▶ **Required work**
In the records below, find each line holding the word "ladder" and copy it.

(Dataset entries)
----

//! Read-only status server

use std::net::SocketAddr;

use axum::{extract::State, response::Json, routing::get, Router};
use log::info;

use super::engine::EngineStatus;
use super::errors::{GridError, GridResult};
use super::runner::SharedView;
use super::types::GridLevel;

/// Routes for the status API
pub fn router(view: SharedView) -> Router {
    Router::new()
        .route("/api/status", get(status_handler))
        .route("/api/levels", get(levels_handler))
        .with_state(view)
}

/// Serve the status API until the process exits
pub async fn start_server(view: SharedView, host: &str, port: u16) -> GridResult<()> {
    let addr: SocketAddr = format!("{}:{}", host, port)
        .parse()
        .map_err(|e| GridError::InvalidConfig(format!("invalid server address {}:{}: {}", host, port, e)))?;

    let listener = tokio::net::TcpListener::bind(addr)
        .await
        .map_err(|e| GridError::Config(format!("failed to bind {}: {}", addr, e)))?;

    info!("Status server running on http://{}", addr);

    axum::serve(listener, router(view))
        .await
        .map_err(|e| GridError::Config(format!("status server failed: {}", e)))
}

async fn status_handler(State(view): State<SharedView>) -> Json<EngineStatus> {
    let view = view.read().await;
    Json(view.status.clone())
}

async fn levels_handler(State(view): State<SharedView>) -> Json<Vec<GridLevel>> {
    let view = view.read().await;
    Json(view.levels.clone())
}

#[cfg(test)]
mod tests {
    use super::*;
    use crate::grid::config::GridConfig;
    use crate::grid::executor::mock::MockExchange;
    use crate::grid::runner::{GridRunner, RunnerConfig};

    #[tokio::test]
    async fn test_handlers_read_published_view() {
        let config = GridConfig::new("BTCUSDT", 10000.0, 0.01, 5, 100.0, 10000.0).without_persistence();
        let mut runner = GridRunner::new(config, MockExchange::new(10000.0), RunnerConfig::default()).unwrap();
        let view = runner.view();

        let Json(status) = status_handler(State(view.clone())).await;
        assert_eq!(status.open_buys, 0);
        assert_eq!(status.symbol, "BTCUSDT");

        runner.run_tick().await.unwrap();

        let Json(status) = status_handler(State(view.clone())).await;
        assert_eq!(status.open_buys, 4);

        let Json(levels) = levels_handler(State(view)).await;
        assert_eq!(levels.len(), 9);
        assert_eq!(levels.iter().filter(|l| l.has_open_buy()).count(), 4);
    }

    #[tokio::test]
    async fn test_invalid_address_rejected() {
        let config = GridConfig::new("BTCUSDT", 10000.0, 0.01, 5, 100.0, 10000.0).without_persistence();
        let runner = GridRunner::new(config, MockExchange::new(10000.0), RunnerConfig::default()).unwrap();

        let err = start_server(runner.view(), "not an address", 3000).await.unwrap_err();
        assert!(matches!(err, GridError::InvalidConfig(_)));
    }
}
#![deny(unreachable_pub)]
pub mod config;
pub mod grid;

pub use config::Settings;
pub use grid::{
    ExchangeGateway, GridConfig, GridError, GridResult, GridRunner, RunnerConfig, StrategyEngine,
};
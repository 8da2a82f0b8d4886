//! Grid trading configuration

use chrono::Utc;
use serde::{Deserialize, Serialize};
use std::path::PathBuf;

use super::errors::{GridError, GridResult};

/// Grid engine configuration. Immutable once the engine is built.
#[derive(Debug, Clone, PartialEq, Serialize, Deserialize)]
pub struct GridConfig {
    /// Trading pair (e.g., "BTCUSDT")
    pub symbol: String,

    /// Center price of the ladder
    pub initial_price: f64,

    /// Fractional spacing between levels, e.g. 0.01 for 1%
    pub grid_size: f64,

    /// Levels on each side of the center, center included
    /// (creates `2 * grid_levels - 1` price points)
    pub grid_levels: u32,

    /// Quote amount committed per level, e.g. 100 USDT
    pub position_amount: f64,

    /// Starting quote capital
    pub initial_capital: f64,

    /// Maximum tolerated loss as a fraction of initial capital.
    /// Reported, not enforced.
    pub max_loss: f64,

    /// Number of nearest levels below price that carry a live buy
    #[serde(default = "default_buy_window")]
    pub buy_window: u32,

    /// Decimal places used when pricing the paired sell order
    #[serde(default = "default_price_decimals")]
    pub price_decimals: u32,

    /// Engine snapshot file path
    #[serde(default, skip_serializing_if = "Option::is_none")]
    pub state_file: Option<PathBuf>,

    /// Append-only trade history file path
    #[serde(default, skip_serializing_if = "Option::is_none")]
    pub history_file: Option<PathBuf>,
}

fn default_buy_window() -> u32 {
    5
}

fn default_price_decimals() -> u32 {
    2
}

impl GridConfig {
    /// Create a new grid configuration with required parameters
    ///
    /// State and history files default to
    /// `grid_{symbol}_state.json` and `grid_{symbol}_history.jsonl`.
    ///
    /// # Arguments
    /// * `symbol` - Trading pair (e.g., "BTCUSDT", "BTC/USDT")
    /// * `initial_price` - Center price of the ladder
    /// * `grid_size` - Fractional spacing between levels
    /// * `grid_levels` - Levels per side, center included
    /// * `position_amount` - Quote amount per level
    /// * `initial_capital` - Starting quote capital
    pub fn new(
        symbol: impl Into<String>,
        initial_price: f64,
        grid_size: f64,
        grid_levels: u32,
        position_amount: f64,
        initial_capital: f64,
    ) -> Self {
        let symbol = symbol.into();
        let state_file = Self::default_file_name(&symbol, "state.json");
        let history_file = Self::default_file_name(&symbol, "history.jsonl");

        Self {
            symbol,
            initial_price,
            grid_size,
            grid_levels,
            position_amount,
            initial_capital,
            max_loss: 0.2,
            buy_window: default_buy_window(),
            price_decimals: default_price_decimals(),
            state_file: Some(state_file),
            history_file: Some(history_file),
        }
    }

    /// `grid_{symbol}_{suffix}` with '/' replaced for filesystem compatibility
    fn default_file_name(symbol: &str, suffix: &str) -> PathBuf {
        let safe_symbol = symbol.replace('/', "-");
        PathBuf::from(format!("grid_{}_{}", safe_symbol, suffix))
    }

    /// Timestamped history file name, one per run: `history_orders_{YYYYMMDD_HHMMSS}.jsonl`
    pub fn timestamped_history_file() -> PathBuf {
        let timestamp = Utc::now().format("%Y%m%d_%H%M%S");
        PathBuf::from(format!("history_orders_{timestamp}.jsonl"))
    }

    /// Builder: set max loss fraction
    pub fn with_max_loss(mut self, max_loss: f64) -> Self {
        self.max_loss = max_loss;
        self
    }

    /// Builder: set buy window width
    pub fn with_buy_window(mut self, window: u32) -> Self {
        self.buy_window = window;
        self
    }

    /// Builder: set sell price precision
    pub fn with_price_decimals(mut self, decimals: u32) -> Self {
        self.price_decimals = decimals;
        self
    }

    /// Builder: override the snapshot file path
    pub fn with_state_file(mut self, path: impl Into<PathBuf>) -> Self {
        self.state_file = Some(path.into());
        self
    }

    /// Builder: override the history file path
    pub fn with_history_file(mut self, path: impl Into<PathBuf>) -> Self {
        self.history_file = Some(path.into());
        self
    }

    /// Builder: disable all persistence
    pub fn without_persistence(mut self) -> Self {
        self.state_file = None;
        self.history_file = None;
        self
    }

    /// Validate the configuration
    pub fn validate(&self) -> GridResult<()> {
        if self.symbol.is_empty() {
            return Err(GridError::InvalidConfig("symbol cannot be empty".into()));
        }

        if !(self.initial_price > 0.0) || !self.initial_price.is_finite() {
            return Err(GridError::InvalidConfig(
                "initial_price must be positive".into(),
            ));
        }

        if !(self.grid_size > 0.0 && self.grid_size < 1.0) {
            return Err(GridError::InvalidConfig(
                "grid_size must be between 0 and 1 (exclusive)".into(),
            ));
        }

        if self.grid_levels < 1 {
            return Err(GridError::InvalidConfig(
                "grid_levels must be at least 1".into(),
            ));
        }

        if !(self.position_amount > 0.0) {
            return Err(GridError::InvalidConfig(
                "position_amount must be positive".into(),
            ));
        }

        if !(self.initial_capital > 0.0) {
            return Err(GridError::InvalidConfig(
                "initial_capital must be positive".into(),
            ));
        }

        if !(0.0..=1.0).contains(&self.max_loss) {
            return Err(GridError::InvalidConfig(
                "max_loss must be between 0.0 and 1.0".into(),
            ));
        }

        if self.buy_window < 1 {
            return Err(GridError::InvalidConfig(
                "buy_window must be at least 1".into(),
            ));
        }

        Ok(())
    }

    /// Fixed absolute spread between a level and its paired sell
    pub fn grid_step(&self) -> f64 {
        self.initial_price * self.grid_size
    }

    /// Total number of price points in the ladder
    pub fn num_levels(&self) -> u32 {
        self.grid_levels.saturating_mul(2).saturating_sub(1)
    }

    /// Base amount bought or sold for `position_amount` at `price`
    pub fn order_size_at_price(&self, price: f64) -> f64 {
        self.position_amount / price
    }

    /// Load config from JSON file
    pub fn load_from_file(path: impl AsRef<std::path::Path>) -> GridResult<Self> {
        let content = std::fs::read_to_string(path)?;
        let config: Self = serde_json::from_str(&content)?;
        config.validate()?;
        Ok(config)
    }

    /// Save config to JSON file
    pub fn save_to_file(&self, path: impl AsRef<std::path::Path>) -> GridResult<()> {
        let content = serde_json::to_string_pretty(self)?;
        std::fs::write(path, content)?;
        Ok(())
    }
}
//! Exchange abstraction for grid trading - enables mocking for tests

use async_trait::async_trait;

use super::errors::GridResult;
use super::types::{ExchangeOrder, OrderBook, OrderHandle, Ticker};

/// Exchange operations consumed by the grid engine
///
/// Every call is a request/response round trip. Implementations report
/// balance rejections as [`GridError::InsufficientBalance`](super::GridError),
/// unknown ids as [`GridError::OrderNotFound`](super::GridError) and
/// everything else as [`GridError::Exchange`](super::GridError).
#[async_trait]
pub trait ExchangeGateway: Send + Sync {
    /// Latest traded price
    async fn fetch_ticker(&self, symbol: &str) -> GridResult<Ticker>;

    /// Top `depth` levels of the book, best first
    async fn fetch_order_book(&self, symbol: &str, depth: usize) -> GridResult<OrderBook>;

    /// Place a limit buy for `amount` base units at `price`
    async fn create_limit_buy_order(&self, symbol: &str, amount: f64, price: f64) -> GridResult<OrderHandle>;

    /// Place a limit sell for `amount` base units at `price`
    async fn create_limit_sell_order(&self, symbol: &str, amount: f64, price: f64) -> GridResult<OrderHandle>;

    /// Cancel an order by id
    async fn cancel_order(&self, order_id: &str, symbol: &str) -> GridResult<()>;

    /// Current state of an order by id
    async fn fetch_order(&self, order_id: &str, symbol: &str) -> GridResult<ExchangeOrder>;
}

----

▶ **Answer to the exercise**
    /// Center price of the ladder
    /// * `initial_price` - Center price of the ladder
    /// Total number of price points in the ladder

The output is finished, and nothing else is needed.